I was browsing the internet when I stumbled across Carl Miner playing a Greenfield for a TNAG demo, and was struck with a case of GAS based on the recorded sound. Fortunately, the guitar was already sold... I think I was also taken with Carl's demo piece, sometimes its hard to separate things.

I noticed it was recorded with Schoeps CMC6/MK41s, which I have and often use, so I decided to see how a few of my guitars faired compared to the sound that caught my ear and see if I could get a result I was as happy with. I worked out the first few bars of his demo, (tho I play fingerstyle, while he uses a pick, so in the ballpark, but not exact), and started exploring. I ended up trying nearly every guitar I have, including some that are totally different from the Greenfield, with the Schoeps set up about the way he appears to have them.

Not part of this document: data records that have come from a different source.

//! L1 Cache - In-Process Volatile Cache
//!
//! Bounded, recency-ordered key/value store with per-entry TTL.
//!
//! # Design
//!
//! - One `parking_lot::Mutex` around the map and its recency index
//! - LRU eviction by entry count; `get` and `set` both refresh recency
//! - Lazy expiry: an expired entry is dropped by the `get` that finds it

use std::collections::{BTreeMap, HashMap};
use std::sync::atomic::{AtomicU64, Ordering};

use parking_lot::Mutex;

use super::entry::CacheEntry;
use super::key::CacheKey;
use super::DEFAULT_L1_CAPACITY;

/// L1 Cache configuration
#[derive(Debug, Clone)]
pub struct L1Config {
    /// Maximum number of entries
    pub capacity: usize,
}

impl Default for L1Config {
    fn default() -> Self {
        Self {
            capacity: DEFAULT_L1_CAPACITY,
        }
    }
}

struct Slot {
    entry: CacheEntry,
    tick: u64,
}

#[derive(Default)]
struct LruState {
    slots: HashMap<CacheKey, Slot>,
    /// tick -> key, oldest first
    order: BTreeMap<u64, CacheKey>,
    next_tick: u64,
}

impl LruState {
    fn touch(&mut self, key: &CacheKey) {
        let tick = self.next_tick;
        if let Some(slot) = self.slots.get_mut(key) {
            self.order.remove(&slot.tick);
            slot.tick = tick;
            self.order.insert(tick, key.clone());
            self.next_tick += 1;
        }
    }

    fn remove(&mut self, key: &CacheKey) -> Option<CacheEntry> {
        let slot = self.slots.remove(key)?;
        self.order.remove(&slot.tick);
        Some(slot.entry)
    }

    fn pop_oldest(&mut self) -> Option<CacheKey> {
        let (_, key) = self.order.pop_first()?;
        self.slots.remove(&key);
        Some(key)
    }
}

/// L1 Cache - in-process volatile tier
pub struct VolatileLocalCache {
    state: Mutex<LruState>,
    config: L1Config,
    hits: AtomicU64,
    misses: AtomicU64,
    evictions: AtomicU64,
    expirations: AtomicU64,
}

impl VolatileLocalCache {
    /// Create a new L1 cache with default configuration
    pub fn new() -> Self {
        Self::with_config(L1Config::default())
    }

    /// Create a new L1 cache holding at most `capacity` entries
    pub fn with_capacity(capacity: usize) -> Self {
        Self::with_config(L1Config { capacity })
    }

    /// Create a new L1 cache with custom configuration
    pub fn with_config(config: L1Config) -> Self {
        Self {
            state: Mutex::new(LruState::default()),
            config,
            hits: AtomicU64::new(0),
            misses: AtomicU64::new(0),
            evictions: AtomicU64::new(0),
            expirations: AtomicU64::new(0),
        }
    }

    /// Get an entry, refreshing its recency
    pub fn get(&self, key: &CacheKey) -> Option<CacheEntry> {
        let mut state = self.state.lock();

        let expired = match state.slots.get(key) {
            Some(slot) => slot.entry.is_expired(),
            None => {
                self.misses.fetch_add(1, Ordering::Relaxed);
                return None;
            }
        };

        if expired {
            state.remove(key);
            self.expirations.fetch_add(1, Ordering::Relaxed);
            self.misses.fetch_add(1, Ordering::Relaxed);
            return None;
        }

        state.touch(key);
        self.hits.fetch_add(1, Ordering::Relaxed);
        state.slots.get(key).map(|slot| {
            slot.entry.record_access();
            slot.entry.clone()
        })
    }

    /// Insert or replace an entry, evicting the least recently used on overflow
    pub fn set(&self, key: CacheKey, entry: CacheEntry) {
        if self.config.capacity == 0 {
            return;
        }

        let mut state = self.state.lock();
        let tick = state.next_tick;
        state.next_tick += 1;

        if let Some(old) = state.slots.insert(key.clone(), Slot { entry, tick }) {
            state.order.remove(&old.tick);
        }
        state.order.insert(tick, key);

        while state.slots.len() > self.config.capacity {
            if state.pop_oldest().is_none() {
                break;
            }
            self.evictions.fetch_add(1, Ordering::Relaxed);
        }
    }

    /// Remove an entry
    pub fn remove(&self, key: &CacheKey) -> Option<CacheEntry> {
        self.state.lock().remove(key)
    }

    /// Remove every entry of a namespace, returning how many were dropped
    pub fn remove_namespace(&self, namespace: &str) -> usize {
        let mut state = self.state.lock();
        let doomed: Vec<CacheKey> = state
            .slots
            .keys()
            .filter(|k| k.namespace() == namespace)
            .cloned()
            .collect();
        for key in &doomed {
            state.remove(key);
        }
        doomed.len()
    }

    /// Check presence without touching recency or expiry
    pub fn contains(&self, key: &CacheKey) -> bool {
        self.state.lock().slots.contains_key(key)
    }

    /// Number of entries (expired entries count until touched)
    pub fn size(&self) -> usize {
        self.state.lock().slots.len()
    }

    pub fn is_empty(&self) -> bool {
        self.size() == 0
    }

    pub fn capacity(&self) -> usize {
        self.config.capacity
    }

    pub fn hits(&self) -> u64 {
        self.hits.load(Ordering::Relaxed)
    }

    pub fn misses(&self) -> u64 {
        self.misses.load(Ordering::Relaxed)
    }

    pub fn evictions(&self) -> u64 {
        self.evictions.load(Ordering::Relaxed)
    }

    pub fn expirations(&self) -> u64 {
        self.expirations.load(Ordering::Relaxed)
    }

    /// Clear the cache
    pub fn clear(&self) {
        let mut state = self.state.lock();
        state.slots.clear();
        state.order.clear();
    }

    /// Get cache statistics
    pub fn stats(&self) -> L1Stats {
        L1Stats {
            entries: self.size(),
            capacity: self.capacity(),
            hits: self.hits(),
            misses: self.misses(),
            evictions: self.evictions(),
            expirations: self.expirations(),
        }
    }
}

impl Default for VolatileLocalCache {
    fn default() -> Self {
        Self::new()
    }
}

/// L1 cache statistics
#[derive(Debug, Clone, Default, serde::Serialize)]
pub struct L1Stats {
    pub entries: usize,
    pub capacity: usize,
    pub hits: u64,
    pub misses: u64,
    pub evictions: u64,
    pub expirations: u64,
}

// =============================================================================
// Tests
// =============================================================================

Of the guitars I tried, I was happiest (for this example, and so on) with 3 of them. I'd be curious how others hear these three guitars compared to the Greenfield and to each other and how the Schoeps come across.

Here's Carl's video that caught my ear:



And here's my 3 guitars and recordings, in order, Claxton EM, Traughott BK, and Lowden F (Bensusan model)



I usually learn something from trying to mimic a recording I like. Not exactly what I've learned in this case, but it was a fun exercise.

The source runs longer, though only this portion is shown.